▶ Work to complete:
Given the entries that follow, write out exactly the lines starting at the one containing "let mut byte = (value & 0x7f) as u8;" and ending at the one containing "buf.push(minor);", both ends included, and only those.

(Stored items)
----
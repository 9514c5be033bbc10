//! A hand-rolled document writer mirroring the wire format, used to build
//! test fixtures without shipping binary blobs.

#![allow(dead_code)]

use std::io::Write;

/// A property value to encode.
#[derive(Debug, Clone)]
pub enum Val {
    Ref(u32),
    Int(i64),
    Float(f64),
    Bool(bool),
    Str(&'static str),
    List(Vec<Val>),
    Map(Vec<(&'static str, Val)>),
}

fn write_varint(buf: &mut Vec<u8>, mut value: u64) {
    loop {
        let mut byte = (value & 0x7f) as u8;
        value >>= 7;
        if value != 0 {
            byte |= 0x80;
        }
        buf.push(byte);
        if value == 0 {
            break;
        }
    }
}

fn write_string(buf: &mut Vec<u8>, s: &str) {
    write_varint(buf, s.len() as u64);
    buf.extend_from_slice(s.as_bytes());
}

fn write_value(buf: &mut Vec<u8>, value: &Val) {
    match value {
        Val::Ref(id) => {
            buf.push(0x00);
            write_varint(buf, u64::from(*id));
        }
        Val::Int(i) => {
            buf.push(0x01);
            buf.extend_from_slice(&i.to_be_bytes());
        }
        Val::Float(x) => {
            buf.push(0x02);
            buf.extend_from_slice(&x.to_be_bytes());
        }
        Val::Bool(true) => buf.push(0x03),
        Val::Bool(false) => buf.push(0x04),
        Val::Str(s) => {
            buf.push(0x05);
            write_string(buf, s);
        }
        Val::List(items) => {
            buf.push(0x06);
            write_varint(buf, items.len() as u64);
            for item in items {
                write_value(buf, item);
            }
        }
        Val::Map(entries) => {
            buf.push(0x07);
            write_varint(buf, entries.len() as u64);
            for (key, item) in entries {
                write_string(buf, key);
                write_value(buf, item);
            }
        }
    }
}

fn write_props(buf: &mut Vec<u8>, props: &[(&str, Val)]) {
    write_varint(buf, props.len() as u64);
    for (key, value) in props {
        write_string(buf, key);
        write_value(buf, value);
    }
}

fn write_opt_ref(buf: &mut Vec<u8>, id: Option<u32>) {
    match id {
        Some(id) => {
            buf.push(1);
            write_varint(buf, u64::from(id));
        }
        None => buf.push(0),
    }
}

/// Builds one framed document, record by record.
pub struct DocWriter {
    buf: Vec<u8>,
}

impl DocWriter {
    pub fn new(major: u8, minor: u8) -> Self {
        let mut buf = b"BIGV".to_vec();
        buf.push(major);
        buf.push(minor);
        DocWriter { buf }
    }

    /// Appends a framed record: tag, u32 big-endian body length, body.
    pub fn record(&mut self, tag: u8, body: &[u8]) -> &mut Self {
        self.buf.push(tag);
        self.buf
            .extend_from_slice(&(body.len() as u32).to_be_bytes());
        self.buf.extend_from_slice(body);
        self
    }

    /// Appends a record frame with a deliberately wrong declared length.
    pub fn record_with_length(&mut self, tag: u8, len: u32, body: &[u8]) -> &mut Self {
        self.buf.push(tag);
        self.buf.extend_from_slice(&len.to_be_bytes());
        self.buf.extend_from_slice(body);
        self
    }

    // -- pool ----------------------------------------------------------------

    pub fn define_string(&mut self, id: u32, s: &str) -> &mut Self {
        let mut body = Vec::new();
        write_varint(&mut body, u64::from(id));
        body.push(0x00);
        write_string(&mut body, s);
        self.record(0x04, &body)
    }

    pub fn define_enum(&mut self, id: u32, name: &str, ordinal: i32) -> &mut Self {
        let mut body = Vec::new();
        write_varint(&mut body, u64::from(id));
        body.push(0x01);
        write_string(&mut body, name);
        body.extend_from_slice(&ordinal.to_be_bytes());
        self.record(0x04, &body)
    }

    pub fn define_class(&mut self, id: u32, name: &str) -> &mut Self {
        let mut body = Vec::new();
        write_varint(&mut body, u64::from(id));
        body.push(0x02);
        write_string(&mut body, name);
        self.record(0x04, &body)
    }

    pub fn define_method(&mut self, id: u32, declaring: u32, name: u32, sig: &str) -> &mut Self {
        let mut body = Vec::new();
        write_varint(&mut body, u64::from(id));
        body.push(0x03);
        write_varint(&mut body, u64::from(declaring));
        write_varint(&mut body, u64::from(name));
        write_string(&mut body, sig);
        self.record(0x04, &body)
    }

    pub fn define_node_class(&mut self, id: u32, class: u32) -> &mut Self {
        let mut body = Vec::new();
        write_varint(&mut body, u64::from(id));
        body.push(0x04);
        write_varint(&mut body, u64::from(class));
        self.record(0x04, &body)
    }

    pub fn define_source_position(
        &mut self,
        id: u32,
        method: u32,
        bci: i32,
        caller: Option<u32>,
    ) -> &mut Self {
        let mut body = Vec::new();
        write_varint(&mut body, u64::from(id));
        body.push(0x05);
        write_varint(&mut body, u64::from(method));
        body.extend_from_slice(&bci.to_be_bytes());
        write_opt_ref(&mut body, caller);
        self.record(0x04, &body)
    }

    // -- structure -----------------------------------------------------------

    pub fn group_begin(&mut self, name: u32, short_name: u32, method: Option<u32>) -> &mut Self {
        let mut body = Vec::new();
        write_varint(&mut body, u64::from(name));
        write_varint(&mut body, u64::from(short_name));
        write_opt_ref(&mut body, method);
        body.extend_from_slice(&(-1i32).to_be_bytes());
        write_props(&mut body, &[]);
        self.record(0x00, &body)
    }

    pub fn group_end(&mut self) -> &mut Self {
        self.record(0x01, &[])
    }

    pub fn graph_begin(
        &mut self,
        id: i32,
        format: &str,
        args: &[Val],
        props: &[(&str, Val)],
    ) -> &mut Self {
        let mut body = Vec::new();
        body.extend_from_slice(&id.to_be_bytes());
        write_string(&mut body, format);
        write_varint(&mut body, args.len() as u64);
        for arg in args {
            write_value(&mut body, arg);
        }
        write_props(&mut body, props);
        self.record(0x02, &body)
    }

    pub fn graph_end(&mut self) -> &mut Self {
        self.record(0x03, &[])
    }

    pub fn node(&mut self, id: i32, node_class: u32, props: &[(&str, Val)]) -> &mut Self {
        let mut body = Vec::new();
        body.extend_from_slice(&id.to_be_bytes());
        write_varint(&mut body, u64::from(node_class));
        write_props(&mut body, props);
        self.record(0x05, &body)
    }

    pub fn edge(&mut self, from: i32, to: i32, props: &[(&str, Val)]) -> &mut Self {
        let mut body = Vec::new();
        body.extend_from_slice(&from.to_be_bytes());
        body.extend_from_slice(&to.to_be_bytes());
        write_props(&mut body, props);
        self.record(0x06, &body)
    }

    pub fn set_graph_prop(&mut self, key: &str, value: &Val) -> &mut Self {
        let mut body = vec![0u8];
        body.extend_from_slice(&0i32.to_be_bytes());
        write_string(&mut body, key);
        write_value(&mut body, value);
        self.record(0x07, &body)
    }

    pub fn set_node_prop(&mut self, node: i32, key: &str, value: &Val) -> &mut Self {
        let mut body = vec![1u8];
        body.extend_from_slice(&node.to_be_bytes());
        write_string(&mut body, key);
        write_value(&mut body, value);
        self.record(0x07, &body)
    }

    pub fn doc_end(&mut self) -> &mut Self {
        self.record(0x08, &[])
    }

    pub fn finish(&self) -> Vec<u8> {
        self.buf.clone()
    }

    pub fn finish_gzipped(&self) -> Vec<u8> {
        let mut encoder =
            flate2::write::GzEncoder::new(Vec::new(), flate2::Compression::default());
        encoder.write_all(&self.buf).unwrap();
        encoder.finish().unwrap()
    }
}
----
▶ Output for this task:
        let mut byte = (value & 0x7f) as u8;
        value >>= 7;
        if value != 0 {
            byte |= 0x80;
        }
        buf.push(byte);
        if value == 0 {
            break;
        }
    }
}

fn write_string(buf: &mut Vec<u8>, s: &str) {
    write_varint(buf, s.len() as u64);
    buf.extend_from_slice(s.as_bytes());
}

fn write_value(buf: &mut Vec<u8>, value: &Val) {
    match value {
        Val::Ref(id) => {
            buf.push(0x00);
            write_varint(buf, u64::from(*id));
        }
        Val::Int(i) => {
            buf.push(0x01);
            buf.extend_from_slice(&i.to_be_bytes());
        }
        Val::Float(x) => {
            buf.push(0x02);
            buf.extend_from_slice(&x.to_be_bytes());
        }
        Val::Bool(true) => buf.push(0x03),
        Val::Bool(false) => buf.push(0x04),
        Val::Str(s) => {
            buf.push(0x05);
            write_string(buf, s);
        }
        Val::List(items) => {
            buf.push(0x06);
            write_varint(buf, items.len() as u64);
            for item in items {
                write_value(buf, item);
            }
        }
        Val::Map(entries) => {
            buf.push(0x07);
            write_varint(buf, entries.len() as u64);
            for (key, item) in entries {
                write_string(buf, key);
                write_value(buf, item);
            }
        }
    }
}

fn write_props(buf: &mut Vec<u8>, props: &[(&str, Val)]) {
    write_varint(buf, props.len() as u64);
    for (key, value) in props {
        write_string(buf, key);
        write_value(buf, value);
    }
}

fn write_opt_ref(buf: &mut Vec<u8>, id: Option<u32>) {
    match id {
        Some(id) => {
            buf.push(1);
            write_varint(buf, u64::from(id));
        }
        None => buf.push(0),
    }
}

/// Builds one framed document, record by record.
pub struct DocWriter {
    buf: Vec<u8>,
}

impl DocWriter {
    pub fn new(major: u8, minor: u8) -> Self {
        let mut buf = b"BIGV".to_vec();
        buf.push(major);
        buf.push(minor);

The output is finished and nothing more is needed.